Integrity and Alberta Politics - Should a Cheater Win? - Alberta Votes 2019, part 3 (part 2, revised)

There's an old adage, "Cheaters never win." It likely exists to discourage people from cheating, suggesting karma will get them, or their misdeeds will ultimately revealed. But in this 2019 election, we have one party running whose leader and/or campaign team may very well have cheated their way to control of the largest conservative party, the UCP. 

The allegations brought forward by those in the know are that:

a) Kenney and his team set up a "Kamikaze" or dark horse candidate. This candidate was to attack Kenney's primary rival, Brian Jean, saying things that Kenney, himself, could not during the leadership campaign without appearing to be too nasty. Then the kamikaze candidate would withdraw from the race and throw his support behind Kenney. The Kenney team provided speaking notes, advertising materials, etc. for this opposing candidate.

b) This candidate, Jeff Calloway, needed funding to run for the leadership and this funding was arranged through "irregular" means.

c) Not content with surreptitiously undermining his main opponent, it is alleged that Kenney's team sold many, many memberships to people. Then, instead of submitting these memberships with real emails attached, offshore servers were used to generate email addresses that would be under the control of team Kenney. Many members complained they had not received their codes for voting in the online leadership race. Allegedly, this was because the codes were sent to team Kenney, who then operated kiosks in warehouses to process votes for Kenney using VPN technology (this hides a computers real identity and subverts the coding which prevents multiple votes from a single person), racking up Kenney's vote count.

CBC News searched for registration data using DomainTools and confirmed that dozens of email addresses attached to UCP members were all purchased by anonymous sources in the lead-up to the UCP leadership vote, between Sept. 20 and Oct. 13, 2017.

Albertans have been overwhelmed this past week with a deluge of controversy and scandal from the UCP. With candidates dropping out because of racist, transphobic, and misogynist views, the return of proposed legislation to out LGBTQ kids in school GSAs, impossible promises to "opt out" of equalization payments, and so on, some may have lost sight of the first big scandal.
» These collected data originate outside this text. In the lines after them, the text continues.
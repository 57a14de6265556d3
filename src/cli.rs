//! Command-line interface: server startup, schema management, and user and
//! client provisioning.

use clap::{Args, Parser, Subcommand};
use sqlx::postgres::PgPoolOptions;
use std::sync::Arc;

use crate::config::Config;
use crate::models::{GRANT_TYPE_PASSWORD, GRANT_TYPE_REFRESH_TOKEN};
use crate::repositories::{PgClientRepository, PgUserRepository};
use crate::services::{ClientService, UserService};

#[derive(Parser)]
#[command(name = "identity-service", version, about = "OAuth2 authorization server")]
pub struct Cli {
    #[command(subcommand)]
    command: Command,
}

#[derive(Subcommand)]
enum Command {
    /// Start the HTTP server
    Serve(ServeArgs),

    /// Database schema management
    #[command(subcommand)]
    Db(DbCommand),

    /// User management
    #[command(subcommand)]
    User(UserCommand),

    /// Client management
    #[command(subcommand)]
    Client(ClientCommand),
}

#[derive(Args)]
struct ServeArgs {
    /// Host to bind to (overrides SERVER_HOST)
    #[arg(long)]
    host: Option<String>,

    /// Port to bind to (overrides SERVER_PORT)
    #[arg(long)]
    port: Option<u16>,
}

#[derive(Subcommand)]
enum DbCommand {
    /// Apply all pending migrations
    Create,

    /// Drop every table, including migration bookkeeping
    Drop {
        /// Skip the confirmation requirement
        #[arg(long)]
        yes: bool,
    },
}

#[derive(Subcommand)]
enum UserCommand {
    /// Create a new user
    Create {
        #[arg(long)]
        username: String,
        #[arg(long)]
        email: String,
        #[arg(long)]
        password: String,
    },
}

#[derive(Subcommand)]
enum ClientCommand {
    /// Create a new OAuth2 client
    Create {
        #[arg(long)]
        name: String,

        /// Redirect URIs (repeatable)
        #[arg(long = "redirect-uri", required = true)]
        redirect_uris: Vec<String>,

        /// Grant types (repeatable)
        #[arg(long = "grant-type", default_values_t = [
            GRANT_TYPE_PASSWORD.to_string(),
            GRANT_TYPE_REFRESH_TOKEN.to_string(),
        ])]
        grant_types: Vec<String>,

        /// Default scopes (repeatable)
        #[arg(long = "scope")]
        scopes: Vec<String>,

        /// Register as a public (non-confidential) client
        #[arg(long)]
        public: bool,
    },
}

pub async fn run(cli: Cli) -> anyhow::Result<()> {
    let mut config = Config::from_env()?;

    match cli.command {
        Command::Serve(args) => {
            if let Some(host) = args.host {
                config.server_host = host;
            }
            if let Some(port) = args.port {
                config.server_port = port;
            }
            crate::serve(config).await
        }
        Command::Db(command) => run_db(command, &config).await,
        Command::User(command) => run_user(command, &config).await,
        Command::Client(command) => run_client(command, &config).await,
    }
}

async fn connect(config: &Config) -> anyhow::Result<sqlx::PgPool> {
    Ok(PgPoolOptions::new()
        .max_connections(2)
        .connect(&config.database_url)
        .await?)
}

async fn run_db(command: DbCommand, config: &Config) -> anyhow::Result<()> {
    let pool = connect(config).await?;

    match command {
        DbCommand::Create => {
            println!("Applying database migrations...");
            sqlx::migrate!("./migrations").run(&pool).await?;
            println!("Database schema is up to date.");
        }
        DbCommand::Drop { yes } => {
            if !yes {
                anyhow::bail!("refusing to drop tables without --yes");
            }
            println!("Dropping database tables...");
            sqlx::query(
                "DROP TABLE IF EXISTS authorization_codes, tokens, clients, users, \
                 _sqlx_migrations CASCADE",
            )
            .execute(&pool)
            .await?;
            println!("Database tables dropped.");
        }
    }

    Ok(())
}

async fn run_user(command: UserCommand, config: &Config) -> anyhow::Result<()> {
    let pool = connect(config).await?;
    let users = UserService::new(Arc::new(PgUserRepository::new(pool)));

    match command {
        UserCommand::Create {
            username,
            email,
            password,
        } => {
            let user = users
                .create_user(&username, &email, &password)
                .await
                .map_err(|e| anyhow::anyhow!("{e}"))?;

            println!("User created successfully!");
            println!("  ID:       {}", user.id);
            println!("  Username: {}", user.username);
            println!("  Email:    {}", user.email);
        }
    }

    Ok(())
}

async fn run_client(command: ClientCommand, config: &Config) -> anyhow::Result<()> {
    let pool = connect(config).await?;
    let clients = ClientService::new(Arc::new(PgClientRepository::new(pool)));

    match command {
        ClientCommand::Create {
            name,
            redirect_uris,
            grant_types,
            scopes,
            public,
        } => {
            let (client, secret) = clients
                .create_client(&name, redirect_uris, grant_types, scopes, !public)
                .await
                .map_err(|e| anyhow::anyhow!("{e}"))?;

            println!("Client created successfully!");
            println!("  ID:            {}", client.id);
            println!("  Name:          {}", client.client_name);
            println!("  Secret:        {}", secret);
            println!("  Redirect URIs: {}", client.redirect_uris.join(", "));
            println!("  Grant Types:   {}", client.grant_types.join(", "));
            println!(
                "  Scopes:        {}",
                if client.scopes.is_empty() {
                    "None".to_string()
                } else {
                    client.scopes.join(", ")
                }
            );
            println!();
            println!("IMPORTANT: Save the client secret! It won't be shown again.");
        }
    }

    Ok(())
}
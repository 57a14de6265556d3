use chrono::{DateTime, Utc};
use serde::{Deserialize, Serialize};
use sqlx::FromRow;
use uuid::Uuid;

/// End user able to authorize clients on their behalf.
///
/// `username` and `email` are globally unique; an inactive user cannot
/// authenticate through any grant flow.
#[derive(Debug, Clone, Serialize, Deserialize, FromRow)]
pub struct User {
    pub id: Uuid,
    pub username: String,
    pub email: String,
    #[serde(skip_serializing)]
    pub hashed_password: String,
    pub is_active: bool,
    pub created_at: DateTime<Utc>,
    pub updated_at: DateTime<Utc>,
}

impl User {
    pub fn new(username: String, email: String, hashed_password: String) -> Self {
        let now = Utc::now();
        Self {
            id: Uuid::new_v4(),
            username,
            email,
            hashed_password,
            is_active: true,
            created_at: now,
            updated_at: now,
        }
    }

    pub fn deactivate(&mut self) {
        self.is_active = false;
        self.updated_at = Utc::now();
    }

    pub fn activate(&mut self) {
        self.is_active = true;
        self.updated_at = Utc::now();
    }

    pub fn update_password(&mut self, new_hashed_password: String) {
        self.hashed_password = new_hashed_password;
        self.updated_at = Utc::now();
    }
}

#[cfg(test)]
mod tests {
    use super::*;

    #[test]
    fn new_user_is_active() {
        let user = User::new(
            "alice".to_string(),
            "alice@example.com".to_string(),
            "$2b$12$hash".to_string(),
        );

        assert!(user.is_active);
        assert_eq!(user.username, "alice");
        assert_eq!(user.created_at, user.updated_at);
    }

    #[test]
    fn deactivate_and_activate_toggle_state() {
        let mut user = User::new(
            "bob".to_string(),
            "bob@example.com".to_string(),
            "hash".to_string(),
        );

        user.deactivate();
        assert!(!user.is_active);
        assert!(user.updated_at >= user.created_at);

        user.activate();
        assert!(user.is_active);
    }

    #[test]
    fn update_password_replaces_hash() {
        let mut user = User::new(
            "carol".to_string(),
            "carol@example.com".to_string(),
            "old".to_string(),
        );

        user.update_password("new".to_string());
        assert_eq!(user.hashed_password, "new");
    }
}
It strongly appears that Jason Kenney cheated in the leadership election back in 2017. Not just in one way, the identity theft and fake votes, but also with the kamikaze campaign of Jeff Callaway. And the question remains, can someone who cheated to become leader of a party then become Premier of the province?

Some will say that he would have won anyway, that the cheating only increased the margin of his win. But that's not really the point, is it? Shouldn't our elected officials be held to a very high level of integrity? Shouldn't being a cheat disqualify someone from holding such an important office?

I know, the investigation is still underway. And it likely will not conclude before the election. Also, Kenney has been at this political game a long time. It's all he's ever really done. He learned from Harper. He no doubt has plausible deniability built into this scenario. He will say, if it is proven that these acts of cheating happened, that he didn't know. That it was over-zealous campaign staffers. That no one told him.

But just as it was impossible for thinking people to believe that a micromanaging control freak like Harper had no idea about Nigel Wright paying off Mike Duffy's fines, it is impossible to imagine Kenney had no clue of all the machinations that seem to have gone on in the leadership race.

I referred to politics as a game. But it is not. Some politicians conduct themselves as though it was, but their actions have very real consequences for real people. If Kenney wins and changes the rules about GSAs, it is almost certain kids will suffer. Some will probably die. If Kenney makes health care less accessible to the poor, people will suffer. Some may die, and some may go into crushing debt. If the UCP wins and rolls back worker and consumer protection, people will suffer. Some may die. If the UCP wins and cuts the environmental programs in Alberta, everyone will suffer.

It's not a game. And we need to be very, very careful when we choose the party that will form the next government of Alberta.